[Data excerpts]
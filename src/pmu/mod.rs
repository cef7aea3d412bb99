// CLASSIFICATION: COMMUNITY
// Filename: mod.rs v0.1
// Author: Lukas Bower
// Date Modified: 2026-10-18

//! PMU RTOS runtime.
//!
//! [`Pmu`] owns every piece of host-side state the RTOS protocol needs.
//! Components come up in two phases: `rtos_early_init` allocates what does
//! not depend on the firmware running, `rtos_init` loads and starts the
//! firmware. The queues and the DMEM payload allocator only exist after the
//! RTOS INIT message has been processed.

use std::collections::HashMap;
use std::fmt;
use std::sync::{Arc, Mutex, TryLockError};

use log::{debug, warn};

use crate::config::PmuConfig;
use crate::error::{PmuError, PmuResult};
use crate::hal::{FalconHal, FirmwareSource, Platform, RegisterIo};
use crate::mm::LocklessAllocator;
use crate::util::{FencedBool, FencedU32, SharedSlot};

pub mod fw;
pub mod fw_ver;
pub mod ipc;
pub mod lsfm;
pub mod msg;
pub mod mutex;
pub mod pg;
pub mod queue;
pub mod rtos;
pub mod seq;
pub mod super_surface;

pub use fw::{PmuFwState, RtosFw};
pub use ipc::{PayloadIn, PayloadOut, PmuPayload, RpcReply, RpcRequest};
pub use lsfm::LsfManager;
pub use msg::{PmuCmd, PmuMsg};
pub use mutex::{mutex_id, PmuLock, PmuMutexes};
pub use pg::PgState;
pub use queue::{PmuQueues, QueueId};
pub use seq::{PayloadBuffer, PmuCallback, SeqState, SequenceTable};
pub use super_surface::SuperSurface;

/// Hardware and host services the runtime is wired to.
#[derive(Clone)]
pub struct PmuHal {
    pub falcon: Arc<dyn FalconHal>,
    pub regs: Arc<dyn RegisterIo>,
    pub platform: Arc<dyn Platform>,
    pub firmware: Arc<dyn FirmwareSource>,
}

/// Handler for unsolicited RTOS events of one unit.
pub type EventHandler = Arc<dyn Fn(&PmuMsg) + Send + Sync>;

pub struct Pmu {
    cfg: PmuConfig,
    hal: PmuHal,
    fw_state: FencedU32,
    fw_ready: FencedBool,
    pmu_ready: FencedBool,
    sw_ready: FencedBool,
    fw: Mutex<Option<RtosFw>>,
    mutexes: SharedSlot<PmuMutexes>,
    sequences: SharedSlot<SequenceTable>,
    pg: SharedSlot<PgState>,
    lsfm: SharedSlot<LsfManager>,
    super_surface: SharedSlot<SuperSurface>,
    queues: SharedSlot<PmuQueues>,
    dmem: SharedSlot<LocklessAllocator>,
    events: Mutex<HashMap<u8, EventHandler>>,
    msg_lock: Mutex<()>,
}

impl Pmu {
    pub fn new(cfg: PmuConfig, hal: PmuHal) -> PmuResult<Self> {
        cfg.validate()?;
        Ok(Self {
            cfg,
            hal,
            fw_state: FencedU32::new(PmuFwState::Off as u32),
            fw_ready: FencedBool::new(false),
            pmu_ready: FencedBool::new(false),
            sw_ready: FencedBool::new(false),
            fw: Mutex::new(None),
            mutexes: SharedSlot::new(),
            sequences: SharedSlot::new(),
            pg: SharedSlot::new(),
            lsfm: SharedSlot::new(),
            super_surface: SharedSlot::new(),
            queues: SharedSlot::new(),
            dmem: SharedSlot::new(),
            events: Mutex::new(HashMap::new()),
            msg_lock: Mutex::new(()),
        })
    }

    #[must_use]
    pub fn config(&self) -> &PmuConfig {
        &self.cfg
    }

    #[must_use]
    pub fn hal(&self) -> &PmuHal {
        &self.hal
    }

    #[must_use]
    pub fn falcon(&self) -> &Arc<dyn FalconHal> {
        &self.hal.falcon
    }

    /// INIT message processed; queues and DMEM allocator exist.
    #[must_use]
    pub fn is_pmu_ready(&self) -> bool {
        self.pmu_ready.observe()
    }

    #[must_use]
    pub fn is_sw_ready(&self) -> bool {
        self.sw_ready.observe()
    }

    pub fn sequences(&self) -> PmuResult<Arc<SequenceTable>> {
        self.sequences.get()
    }

    pub fn queues(&self) -> PmuResult<Arc<PmuQueues>> {
        self.queues.get()
    }

    pub fn dmem_allocator(&self) -> PmuResult<Arc<LocklessAllocator>> {
        self.dmem.get()
    }

    pub fn lsfm(&self) -> PmuResult<Arc<LsfManager>> {
        self.lsfm.get()
    }

    #[must_use]
    pub fn pg(&self) -> Option<Arc<PgState>> {
        self.pg.try_get()
    }

    #[must_use]
    pub fn super_surface(&self) -> Option<Arc<SuperSurface>> {
        self.super_surface.try_get()
    }

    /// Take PMU hardware mutex `id`.
    ///
    /// Without LS PMU support or ELPG nothing else competes for the
    /// registers and an empty guard is returned. With them, power gating
    /// must have been set up first.
    pub fn lock_acquire(&self, id: u32) -> PmuResult<PmuLock> {
        if !self.cfg.support_ls_pmu || !self.cfg.can_elpg {
            return Ok(PmuLock::unlocked(id));
        }
        match self.pg.try_get() {
            Some(pg) if pg.is_initialized() => {}
            _ => return Err(PmuError::InvalidArgument("power gating not initialised")),
        }
        self.mutexes.get()?.acquire(id)
    }

    pub fn register_event_handler(&self, unit_id: u8, handler: EventHandler) -> PmuResult<()> {
        if !msg::unit_id_is_valid(unit_id) {
            return Err(PmuError::InvalidArgument("event unit id"));
        }
        let mut events = self.events.lock().map_err(|_| PmuError::LockPoisoned)?;
        if events.insert(unit_id, handler).is_some() {
            debug!("replaced event handler for unit {unit_id:#x}");
        }
        Ok(())
    }

    fn event_handler(&self, unit_id: u8) -> Option<EventHandler> {
        self.events.lock().ok()?.get(&unit_id).cloned()
    }

    /// Interrupt service: acknowledge and drain the message queue.
    ///
    /// Only one thread drains at a time; a second caller returns straight
    /// away and the pending interrupt stays latched for the next pass.
    pub fn isr(&self) -> PmuResult<()> {
        let _guard = match self.msg_lock.try_lock() {
            Ok(g) => g,
            Err(TryLockError::WouldBlock) => return Ok(()),
            Err(TryLockError::Poisoned(_)) => {
                warn!("PMU message lock poisoned");
                return Err(PmuError::LockPoisoned);
            }
        };
        if !self.hal.falcon.is_interrupted() {
            return Ok(());
        }
        self.hal.falcon.clear_interrupts();
        self.drain_messages()
    }
}

impl fmt::Debug for Pmu {
    fn fmt(&self, f: &mut fmt::Formatter<'_>) -> fmt::Result {
        f.debug_struct("Pmu")
            .field("fw_state", &PmuFwState::from_u32(self.fw_state.observe()))
            .field("fw_ready", &self.fw_ready.observe())
            .field("pmu_ready", &self.pmu_ready.observe())
            .field("sw_ready", &self.sw_ready.observe())
            .finish_non_exhaustive()
    }
}
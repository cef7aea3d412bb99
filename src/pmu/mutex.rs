// CLASSIFICATION: COMMUNITY
// Filename: mutex.rs v0.1
// Author: Lukas Bower
// Date Modified: 2026-10-18

//! PMU hardware mutexes.
//!
//! Sixteen mutex registers arbitrate resources the host shares with the
//! RTOS. A token is drawn from the ID register, written into the mutex
//! register and read back; the writer whose token sticks owns the mutex.
//! A software lock per mutex keeps host threads from racing each other for
//! the same register.

use std::fmt;
use std::sync::{Arc, Condvar, Mutex};
use std::time::Duration;

use log::{debug, error, warn};

use crate::error::{PmuError, PmuResult};
use crate::hal::RegisterIo;

pub const PWR_PMU_MUTEX_ID_R: u32 = 0x0010_a488;
pub const PWR_PMU_MUTEX_ID_RELEASE_R: u32 = 0x0010_a48c;
const PWR_PMU_MUTEX_BASE: u32 = 0x0010_a580;

/// Register of hardware mutex `index`.
#[must_use]
pub const fn pwr_pmu_mutex_r(index: u32) -> u32 {
    PWR_PMU_MUTEX_BASE + index * 4
}

pub const PMU_MUTEX_COUNT: u32 = 16;
pub const MUTEX_VALUE_MASK: u32 = 0xff;
/// Value of the mutex register when nobody holds it.
pub const MUTEX_VALUE_INITIAL: u32 = 0;
/// ID register value when the token pool is exhausted.
pub const MUTEX_ID_NOT_AVAILABLE: u32 = 0xff;

const RETRY_DELAY: Duration = Duration::from_micros(20);

/// Logical mutex ids; each maps onto the register with the same index.
pub mod mutex_id {
    pub const RSVD1: u32 = 0;
    pub const GPUSER: u32 = 1;
    pub const QUEUE_BIOS: u32 = 2;
    pub const QUEUE_SMI: u32 = 3;
    pub const GPMUTEX: u32 = 4;
    pub const I2C: u32 = 5;
    pub const RMLOCK: u32 = 6;
    pub const MSGBOX: u32 = 7;
    pub const FIFO: u32 = 8;
    pub const PG: u32 = 9;
    pub const GR: u32 = 10;
    pub const CLK: u32 = 11;
}

struct HwMutex {
    held: Mutex<bool>,
    released: Condvar,
    token: Mutex<u32>,
}

pub struct PmuMutexes {
    regs: Arc<dyn RegisterIo>,
    retries: u32,
    slots: Vec<HwMutex>,
}

impl PmuMutexes {
    pub fn new(regs: Arc<dyn RegisterIo>, retries: u32) -> PmuResult<Arc<Self>> {
        let mut slots = Vec::new();
        slots
            .try_reserve_exact(PMU_MUTEX_COUNT as usize)
            .map_err(|_| PmuError::OutOfMemory)?;
        slots.extend((0..PMU_MUTEX_COUNT).map(|_| HwMutex {
            held: Mutex::new(false),
            released: Condvar::new(),
            token: Mutex::new(MUTEX_VALUE_INITIAL),
        }));
        Ok(Arc::new(Self {
            regs,
            retries: retries.max(1),
            slots,
        }))
    }

    /// Forget tokens from a previous boot.
    pub fn reset(&self) {
        for slot in &self.slots {
            if let Ok(mut t) = slot.token.lock() {
                *t = MUTEX_VALUE_INITIAL;
            }
        }
    }

    fn slot(&self, id: u32) -> PmuResult<&HwMutex> {
        self.slots
            .get(id as usize)
            .ok_or(PmuError::InvalidArgument("pmu mutex id"))
    }

    /// Acquire mutex `id`, blocking other host threads first and then
    /// competing with the RTOS. `Busy` when the register never yields.
    pub fn acquire(self: &Arc<Self>, id: u32) -> PmuResult<PmuLock> {
        let slot = self.slot(id)?;
        {
            let mut held = slot.held.lock().map_err(|_| PmuError::LockPoisoned)?;
            while *held {
                held = slot
                    .released
                    .wait(held)
                    .map_err(|_| PmuError::LockPoisoned)?;
            }
            *held = true;
        }
        match self.acquire_hw(id) {
            Ok(token) => {
                if let Ok(mut t) = slot.token.lock() {
                    *t = token;
                }
                Ok(PmuLock {
                    mutexes: Some(Arc::clone(self)),
                    id,
                    token,
                })
            }
            Err(e) => {
                self.unlock_sw(id);
                Err(e)
            }
        }
    }

    fn acquire_hw(&self, id: u32) -> PmuResult<u32> {
        let reg = pwr_pmu_mutex_r(id);
        for _ in 0..self.retries {
            let token = self.regs.read32(PWR_PMU_MUTEX_ID_R) & MUTEX_VALUE_MASK;
            if token == MUTEX_VALUE_INITIAL || token == MUTEX_ID_NOT_AVAILABLE {
                warn!("fail to generate mutex token: val {token:#x}");
                std::thread::sleep(RETRY_DELAY);
                continue;
            }
            self.regs.write32(reg, token);
            let owner = self.regs.read32(reg) & MUTEX_VALUE_MASK;
            if owner == token {
                debug!("mutex acquired: id={id}, token={token:#x}");
                return Ok(token);
            }
            debug!("fail to acquire mutex {id}, owner {owner:#x}");
            self.regs.write32(PWR_PMU_MUTEX_ID_RELEASE_R, token);
            std::thread::sleep(RETRY_DELAY);
        }
        error!("mutex {id} still busy after {} attempts", self.retries);
        Err(PmuError::Busy)
    }

    fn release_hw(&self, id: u32, token: u32) {
        let reg = pwr_pmu_mutex_r(id);
        let owner = self.regs.read32(reg) & MUTEX_VALUE_MASK;
        if owner != token {
            error!("requester {token:#x} not owner of mutex {id} (owner {owner:#x})");
        }
        self.regs.write32(reg, MUTEX_VALUE_INITIAL);
        self.regs.write32(PWR_PMU_MUTEX_ID_RELEASE_R, token);
        if let Ok(slot) = self.slot(id) {
            if let Ok(mut t) = slot.token.lock() {
                *t = MUTEX_VALUE_INITIAL;
            }
        }
        debug!("mutex released: id={id}, token={token:#x}");
    }

    fn unlock_sw(&self, id: u32) {
        if let Ok(slot) = self.slot(id) {
            let mut held = match slot.held.lock() {
                Ok(g) => g,
                Err(p) => p.into_inner(),
            };
            *held = false;
            slot.released.notify_one();
        }
    }

    /// Token currently holding mutex `id`, 0 when free.
    #[must_use]
    pub fn token_of(&self, id: u32) -> u32 {
        self.slot(id)
            .ok()
            .and_then(|s| s.token.lock().ok().map(|t| *t))
            .unwrap_or(MUTEX_VALUE_INITIAL)
    }
}

impl fmt::Debug for PmuMutexes {
    fn fmt(&self, f: &mut fmt::Formatter<'_>) -> fmt::Result {
        f.debug_struct("PmuMutexes")
            .field("count", &self.slots.len())
            .field("retries", &self.retries)
            .finish()
    }
}

/// Held PMU mutex. Dropping it releases the register, then the host lock.
#[must_use = "the mutex is released when the guard is dropped"]
pub struct PmuLock {
    mutexes: Option<Arc<PmuMutexes>>,
    id: u32,
    token: u32,
}

impl PmuLock {
    /// Guard that holds nothing, for configurations without PMU locking.
    pub fn unlocked(id: u32) -> Self {
        Self {
            mutexes: None,
            id,
            token: MUTEX_VALUE_INITIAL,
        }
    }

    #[must_use]
    pub fn id(&self) -> u32 {
        self.id
    }

    #[must_use]
    pub fn token(&self) -> u32 {
        self.token
    }

    #[must_use]
    pub fn is_held(&self) -> bool {
        self.mutexes.is_some()
    }
}

impl Drop for PmuLock {
    fn drop(&mut self) {
        if let Some(m) = self.mutexes.take() {
            m.release_hw(self.id, self.token);
            m.unlock_sw(self.id);
        }
    }
}

impl fmt::Debug for PmuLock {
    fn fmt(&self, f: &mut fmt::Formatter<'_>) -> fmt::Result {
        f.debug_struct("PmuLock")
            .field("id", &self.id)
            .field("token", &format_args!("{:#x}", self.token))
            .field("held", &self.is_held())
            .finish()
    }
}

#[cfg(test)]
mod tests {
    use super::*;
    use crate::hal::sim::SimRegisters;

    #[test]
    fn guard_releases_register_and_token() {
        let regs = SimRegisters::new();
        let mutexes = PmuMutexes::new(regs.clone(), 4).unwrap();
        {
            let lock = mutexes.acquire(mutex_id::FIFO).unwrap();
            assert!(lock.is_held());
            assert_eq!(regs.read32(pwr_pmu_mutex_r(mutex_id::FIFO)), lock.token());
            assert_eq!(mutexes.token_of(mutex_id::FIFO), lock.token());
        }
        assert_eq!(regs.read32(pwr_pmu_mutex_r(mutex_id::FIFO)), MUTEX_VALUE_INITIAL);
        assert_eq!(regs.tokens_outstanding(), 0);
    }

    #[test]
    fn register_held_by_firmware_reports_busy() {
        let regs = SimRegisters::new();
        regs.hold_mutex_for_firmware(mutex_id::PG, 0x42);
        let mutexes = PmuMutexes::new(regs.clone(), 3).unwrap();
        assert_eq!(mutexes.acquire(mutex_id::PG).unwrap_err(), PmuError::Busy);
        // The host lock was dropped with the failure.
        regs.hold_mutex_for_firmware(mutex_id::PG, MUTEX_VALUE_INITIAL);
        assert!(mutexes.acquire(mutex_id::PG).is_ok());
    }

    #[test]
    fn out_of_range_id_is_rejected() {
        let regs = SimRegisters::new();
        let mutexes = PmuMutexes::new(regs, 1).unwrap();
        assert!(matches!(
            mutexes.acquire(PMU_MUTEX_COUNT),
            Err(PmuError::InvalidArgument(_))
        ));
    }
}
impl FalconHal for SimFalcon {
    fn reset(&self) -> PmuResult<()> {
        let mut st = self.lock();
        st.stats.resets += 1;
        st.queue_head = [0; QUEUE_REGS];
        st.queue_tail = [0; QUEUE_REGS];
        st.msgq_head = 0;
        st.msgq_tail = 0;
        st.rtos.booted = false;
        st.rtos.pending.clear();
        st.rtos.wpr_ready = false;
        self.irq.store(false, Ordering::Release);
        Ok(())
    }

    fn dmem_size(&self) -> u32 {
        SIM_DMEM_SIZE
    }

    fn copy_to_dmem(&self, dst: u32, data: &[u8]) -> PmuResult<()> {
        mem_write(&mut self.lock().dmem, dst, data)
    }

    fn copy_from_dmem(&self, src: u32, buf: &mut [u8]) -> PmuResult<()> {
        mem_read(&self.lock().dmem, src, buf)
    }

    fn copy_to_emem(&self, dst: u32, data: &[u8]) -> PmuResult<()> {
        mem_write(&mut self.lock().emem, dst, data)
    }

    fn copy_from_emem(&self, src: u32, buf: &mut [u8]) -> PmuResult<()> {
        mem_read(&self.lock().emem, src, buf)
    }

    fn copy_to_imem(&self, dst: u32, data: &[u8]) -> PmuResult<()> {
        let mut st = self.lock();
        mem_write(&mut st.imem, dst, data)?;
        st.stats.imem_bytes += data.len() as u32;
        Ok(())
    }

    fn queue_head(&self, index: u32) -> u32 {
        self.lock().queue_head.get(index as usize).copied().unwrap_or(0)
    }

    fn set_queue_head(&self, index: u32, head: u32) {
        let mut st = self.lock();
        if let Some(h) = st.queue_head.get_mut(index as usize) {
            *h = head;
            self.process_cmd_queue(&mut st, index as usize);
        }
    }

    fn queue_tail(&self, index: u32) -> u32 {
        self.lock().queue_tail.get(index as usize).copied().unwrap_or(0)
    }

    fn set_queue_tail(&self, index: u32, tail: u32) {
        if let Some(t) = self.lock().queue_tail.get_mut(index as usize) {
            *t = tail;
        }
    }

    fn msgq_head(&self) -> u32 {
        self.lock().msgq_head
    }

    fn set_msgq_head(&self, head: u32) {
        self.lock().msgq_head = head;
    }

    fn msgq_tail(&self) -> u32 {
        self.lock().msgq_tail
    }

    fn set_msgq_tail(&self, tail: u32) {
        let mut st = self.lock();
        st.msgq_tail = tail;
        if st.rtos.booted {
            self.flush_pending(&mut st);
        }
    }

    fn is_interrupted(&self) -> bool {
        self.irq_enabled.load(Ordering::Acquire) && self.irq.load(Ordering::Acquire)
    }

    fn clear_interrupts(&self) {
        self.irq.store(false, Ordering::Release);
    }

    fn enable_irq(&self, enable: bool) {
        self.irq_enabled.store(enable, Ordering::Release);
    }

    fn clear_halt_intr_status(&self) -> PmuResult<()> {
        self.lock().stats.halt_clears += 1;
        Ok(())
    }

    fn setup_apertures(&self) -> PmuResult<()> {
        self.lock().stats.aperture_setups += 1;
        Ok(())
    }

    fn bind_super_surface(&self, surface: Option<MemRegion>) {
        self.lock().super_surface = surface;
    }

    fn bootstrap(&self, boot_vector: u32) -> PmuResult<()> {
        let mut st = self.lock();
        if st.stats.imem_bytes == 0 {
            return Err(PmuError::Io("bootstrap with empty IMEM".into()));
        }
        st.stats.boot_vector = boot_vector;
        self.boot(&mut st);
        Ok(())
    }

    fn start_secure(&self) -> PmuResult<()> {
        let mut st = self.lock();
        st.stats.secure_starts += 1;
        self.boot(&mut st);
        Ok(())
    }

    fn bootstrap_via_sec2(&self) -> PmuResult<()> {
        self.lock().stats.sec2_bootstraps += 1;
        Ok(())
    }
}

#[cfg(test)]
mod tests {
    use super::*;

    #[test]
    fn boot_publishes_init_in_dmem_message_queue() {
        let falcon = SimFalcon::new();
        falcon.enable_irq(true);
        falcon.start_secure().unwrap();
        assert!(falcon.is_interrupted());
        let tail = falcon.msgq_tail();
        assert_eq!(tail, SIM_MSGQ_OFFSET);
        let mut hdr = [0u8; 4];
        falcon.copy_from_dmem(tail, &mut hdr).unwrap();
        assert_eq!(hdr[0], PMU_UNIT_INIT);
        assert_eq!(falcon.msgq_head(), tail + align_up(u32::from(hdr[1]), QUEUE_ALIGNMENT));
    }

    #[test]
    fn commands_are_echoed_and_consumed() {
        let falcon = SimFalcon::new();
        falcon.start_secure().unwrap();
        // Consume the init message.
        let head = falcon.msgq_head();
        falcon.set_msgq_tail(head);

        let mut cmd = PmuCmd::new(0x05, vec![1, 2, 3, 4]).unwrap();
        cmd.hdr.seq_id = 9;
        falcon.copy_to_dmem(SIM_HPQ_OFFSET, &cmd.to_bytes()).unwrap();
        falcon.set_queue_head(0, SIM_HPQ_OFFSET + 8);
        assert_eq!(falcon.queue_tail(0), SIM_HPQ_OFFSET + 8);

        let mut raw = [0u8; 8];
        falcon.copy_from_dmem(head, &mut raw).unwrap();
        let msg = PmuMsg::from_bytes(&raw).unwrap();
        assert_eq!(msg.hdr.seq_id, 9);
        assert_eq!(msg.body, vec![1, 2, 3, 4]);
        assert_eq!(falcon.stats().replies, 1);
    }

    #[test]
    fn bootstrap_needs_loaded_imem() {
        let falcon = SimFalcon::new();
        assert!(falcon.bootstrap(0).is_err());
        falcon.copy_to_imem(0, &[0xAA; 16]).unwrap();
        falcon.bootstrap(0x10).unwrap();
        assert_eq!(falcon.stats().boot_vector, 0x10);
        assert!(falcon.is_booted());
    }
}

Problem to work on:
Return, with no change at all, every line in the entries above from the line containing "PMU hardware mutexes." through the line containing "pub const MUTEX_VALUE_INITIAL: u32 = 0;".

Task response:
//! PMU hardware mutexes.
//!
//! Sixteen mutex registers arbitrate resources the host shares with the
//! RTOS. A token is drawn from the ID register, written into the mutex
//! register and read back; the writer whose token sticks owns the mutex.
//! A software lock per mutex keeps host threads from racing each other for
//! the same register.

use std::fmt;
use std::sync::{Arc, Condvar, Mutex};
use std::time::Duration;

use log::{debug, error, warn};

use crate::error::{PmuError, PmuResult};
use crate::hal::RegisterIo;

pub const PWR_PMU_MUTEX_ID_R: u32 = 0x0010_a488;
pub const PWR_PMU_MUTEX_ID_RELEASE_R: u32 = 0x0010_a48c;
const PWR_PMU_MUTEX_BASE: u32 = 0x0010_a580;

/// Register of hardware mutex `index`.
#[must_use]
pub const fn pwr_pmu_mutex_r(index: u32) -> u32 {
    PWR_PMU_MUTEX_BASE + index * 4
}

pub const PMU_MUTEX_COUNT: u32 = 16;
pub const MUTEX_VALUE_MASK: u32 = 0xff;
/// Value of the mutex register when nobody holds it.
pub const MUTEX_VALUE_INITIAL: u32 = 0;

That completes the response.